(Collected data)
──────────────────────────────

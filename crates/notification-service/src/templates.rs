//! 通知模板
//!
//! 按 `template_id` 注册的模板优先；没有注册时回退到按通知类型内置的生成器。
//! 注册模板使用 `{{variable}}` 语法，变量缺失视为渲染错误，不会通过重试恢复。
//! 内置生成器对缺失字段使用占位默认值，保证上游数据不完整时仍能发出通知。

use std::collections::{BTreeMap, HashMap};
use std::sync::LazyLock;

use parking_lot::RwLock;
use regex::Regex;
use tracing::debug;

use crate::envelope::{NotificationEnvelope, NotificationType};
use crate::error::{NotificationError, Result};

/// 匹配 {{variable_name}} 格式，变量名支持字母、数字、下划线
static VARIABLE_REGEX: LazyLock<Regex> =
    LazyLock::new(|| Regex::new(r"\{\{\s*(\w+)\s*\}\}").expect("模板变量正则非法"));

/// 一套邮件模板
#[derive(Debug, Clone, PartialEq, Eq)]
pub struct EmailTemplate {
    pub subject: String,
    pub text: String,
    pub html: String,
}

impl EmailTemplate {
    pub fn new(
        subject: impl Into<String>,
        text: impl Into<String>,
        html: impl Into<String>,
    ) -> Self {
        Self {
            subject: subject.into(),
            text: text.into(),
            html: html.into(),
        }
    }
}

/// 渲染结果
#[derive(Debug, Clone, PartialEq, Eq)]
pub struct RenderedContent {
    pub subject: String,
    pub text: String,
    pub html: String,
}

/// 模板引擎
///
/// 注册在启动阶段完成，渲染在各 worker 中并发进行。
#[derive(Default)]
pub struct TemplateEngine {
    templates: RwLock<HashMap<String, EmailTemplate>>,
}

impl TemplateEngine {
    pub fn new() -> Self {
        Self::default()
    }

    pub fn register(&self, template_id: impl Into<String>, template: EmailTemplate) {
        self.templates.write().insert(template_id.into(), template);
    }

    pub fn contains(&self, template_id: &str) -> bool {
        self.templates.read().contains_key(template_id)
    }

    /// 按 ID 取出已注册模板
    pub fn get(&self, template_id: &str) -> Result<EmailTemplate> {
        self.templates
            .read()
            .get(template_id)
            .cloned()
            .ok_or_else(|| NotificationError::TemplateNotFound {
                template_id: template_id.to_string(),
            })
    }

    /// 严格替换模板中的 `{{variable}}`，任何变量缺失都返回渲染错误
    pub fn render(template: &str, vars: &BTreeMap<String, String>) -> Result<String> {
        let missing: Vec<&str> = VARIABLE_REGEX
            .captures_iter(template)
            .filter_map(|caps| caps.get(1))
            .map(|m| m.as_str())
            .filter(|name| !vars.contains_key(*name))
            .collect();
        if !missing.is_empty() {
            return Err(NotificationError::Render(format!(
                "模板变量缺失: {}",
                missing.join(", ")
            )));
        }

        let rendered = VARIABLE_REGEX.replace_all(template, |caps: &regex::Captures| {
            vars.get(&caps[1]).cloned().unwrap_or_default()
        });
        Ok(rendered.into_owned())
    }

    /// 渲染一封通知邮件
    pub fn render_envelope(&self, envelope: &NotificationEnvelope) -> Result<RenderedContent> {
        let vars = template_variables(envelope);

        if let Some(template_id) = envelope.template_id.as_deref() {
            if let Ok(template) = self.get(template_id) {
                // html 部分只转义代入的变量，模板自身的标记保持原样
                let html_vars: BTreeMap<String, String> = vars
                    .iter()
                    .map(|(k, v)| (k.clone(), escape_html(v)))
                    .collect();
                return Ok(RenderedContent {
                    subject: Self::render(&template.subject, &vars)?,
                    text: Self::render(&template.text, &vars)?,
                    html: Self::render(&template.html, &html_vars)?,
                });
            }
            debug!(
                template_id,
                notification_type = %envelope.notification_type,
                "模板未注册，使用内置生成器"
            );
        }

        Ok(builtin_content(envelope, &vars))
    }
}

/// 模板可用的变量：负载字段加上信封自身的常用字段
pub fn template_variables(envelope: &NotificationEnvelope) -> BTreeMap<String, String> {
    let mut vars: BTreeMap<String, String> = envelope
        .payload
        .iter()
        .map(|(k, v)| (k.clone(), value_to_string(v)))
        .collect();

    vars.insert("user_id".to_string(), envelope.user_id.clone());
    vars.insert("email".to_string(), envelope.email.clone());
    vars.insert("recipient_name".to_string(), recipient_name(envelope).to_string());
    vars.insert("subject".to_string(), envelope.subject.clone());
    vars.insert(
        "notification_type".to_string(),
        envelope.notification_type.to_string(),
    );
    for (key, value) in [
        ("event_id", &envelope.event_id),
        ("booking_id", &envelope.booking_id),
        ("waitlist_entry_id", &envelope.waitlist_entry_id),
    ] {
        if let Some(value) = value {
            vars.insert(key.to_string(), value.clone());
        }
    }
    vars
}

fn recipient_name(envelope: &NotificationEnvelope) -> &str {
    envelope
        .name
        .as_deref()
        .filter(|n| !n.trim().is_empty())
        .unwrap_or("there")
}

/// 字符串直接取值，数值等非字符串类型转为 JSON 文本
fn value_to_string(value: &serde_json::Value) -> String {
    match value {
        serde_json::Value::String(s) => s.clone(),
        other => other.to_string(),
    }
}

fn var<'a>(vars: &'a BTreeMap<String, String>, key: &str, default: &'a str) -> &'a str {
    vars.get(key).map(String::as_str).unwrap_or(default)
}

/// 按通知类型内置的标题和正文
fn builtin_content(
    envelope: &NotificationEnvelope,
    vars: &BTreeMap<String, String>,
) -> RenderedContent {
    let event = var(vars, "event_name", "your event");

    let (default_subject, body) = match envelope.notification_type {
        NotificationType::WaitlistSpotAvailable => (
            format!("A spot is available for {event}"),
            format!(
                "Good news! A spot has opened up for {event}. Claim it before {}.",
                var(vars, "claim_deadline", "it expires")
            ),
        ),
        NotificationType::WaitlistPositionUpdate => (
            format!("Waitlist update for {event}"),
            format!(
                "You are now number {} on the waitlist for {event}.",
                var(vars, "position", "?")
            ),
        ),
        NotificationType::WaitlistSpotExpired => (
            format!("Your waitlist spot for {event} has expired"),
            format!(
                "The spot we held for you at {event} was not claimed in time and has been released."
            ),
        ),
        NotificationType::BookingConfirmed => (
            format!("Booking confirmed: {event}"),
            format!(
                "Your booking for {event} is confirmed. Tickets: {}. Booking reference: {}.",
                var(vars, "ticket_count", "1"),
                var(vars, "booking_id", "n/a")
            ),
        ),
        NotificationType::BookingCancelled => (
            format!("Booking cancelled: {event}"),
            format!(
                "Your booking for {event} has been cancelled. Reason: {}.",
                var(vars, "reason", "not specified")
            ),
        ),
        NotificationType::EventReminder => (
            format!("Reminder: {event}"),
            format!(
                "This is a reminder that {event} starts at {}.",
                var(vars, "starts_at", "the scheduled time")
            ),
        ),
        NotificationType::EventUpdated => (
            format!("{event} has been updated"),
            format!(
                "Details for {event} have changed. {}",
                var(vars, "changes", "Please review the latest event information.")
            ),
        ),
        NotificationType::EventCancelled => (
            format!("{event} has been cancelled"),
            format!(
                "We're sorry, {event} has been cancelled. Reason: {}. Any payment will be refunded.",
                var(vars, "reason", "not specified")
            ),
        ),
    };

    let subject = if envelope.subject.trim().is_empty() {
        default_subject
    } else {
        envelope.subject.clone()
    };
    let greeting = format!("Hi {},", recipient_name(envelope));

    RenderedContent {
        text: format!("{greeting}\n\n{body}\n"),
        html: format!(
            "<html><body><p>{}</p><p>{}</p></body></html>",
            escape_html(&greeting),
            escape_html(&body)
        ),
        subject,
    }
}

fn escape_html(input: &str) -> String {
    let mut out = String::with_capacity(input.len());
    for c in input.chars() {
        match c {
            '&' => out.push_str("&amp;"),
            '<' => out.push_str("&lt;"),
            '>' => out.push_str("&gt;"),
            '"' => out.push_str("&quot;"),
            '\'' => out.push_str("&#39;"),
            _ => out.push(c),
        }
    }
    out
}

──────────────────────────────

What you will do:
Take the records above and return, word for word, only the lines that fall from the line with "按 ID 取出已注册模板" to the line with "VARIABLE_REGEX.replace_all(template, |caps: &regex::Captures|", both of them included.

Answer below:
    /// 按 ID 取出已注册模板
    pub fn get(&self, template_id: &str) -> Result<EmailTemplate> {
        self.templates
            .read()
            .get(template_id)
            .cloned()
            .ok_or_else(|| NotificationError::TemplateNotFound {
                template_id: template_id.to_string(),
            })
    }

    /// 严格替换模板中的 `{{variable}}`，任何变量缺失都返回渲染错误
    pub fn render(template: &str, vars: &BTreeMap<String, String>) -> Result<String> {
        let missing: Vec<&str> = VARIABLE_REGEX
            .captures_iter(template)
            .filter_map(|caps| caps.get(1))
            .map(|m| m.as_str())
            .filter(|name| !vars.contains_key(*name))
            .collect();
        if !missing.is_empty() {
            return Err(NotificationError::Render(format!(
                "模板变量缺失: {}",
                missing.join(", ")
            )));
        }

        let rendered = VARIABLE_REGEX.replace_all(template, |caps: &regex::Captures| {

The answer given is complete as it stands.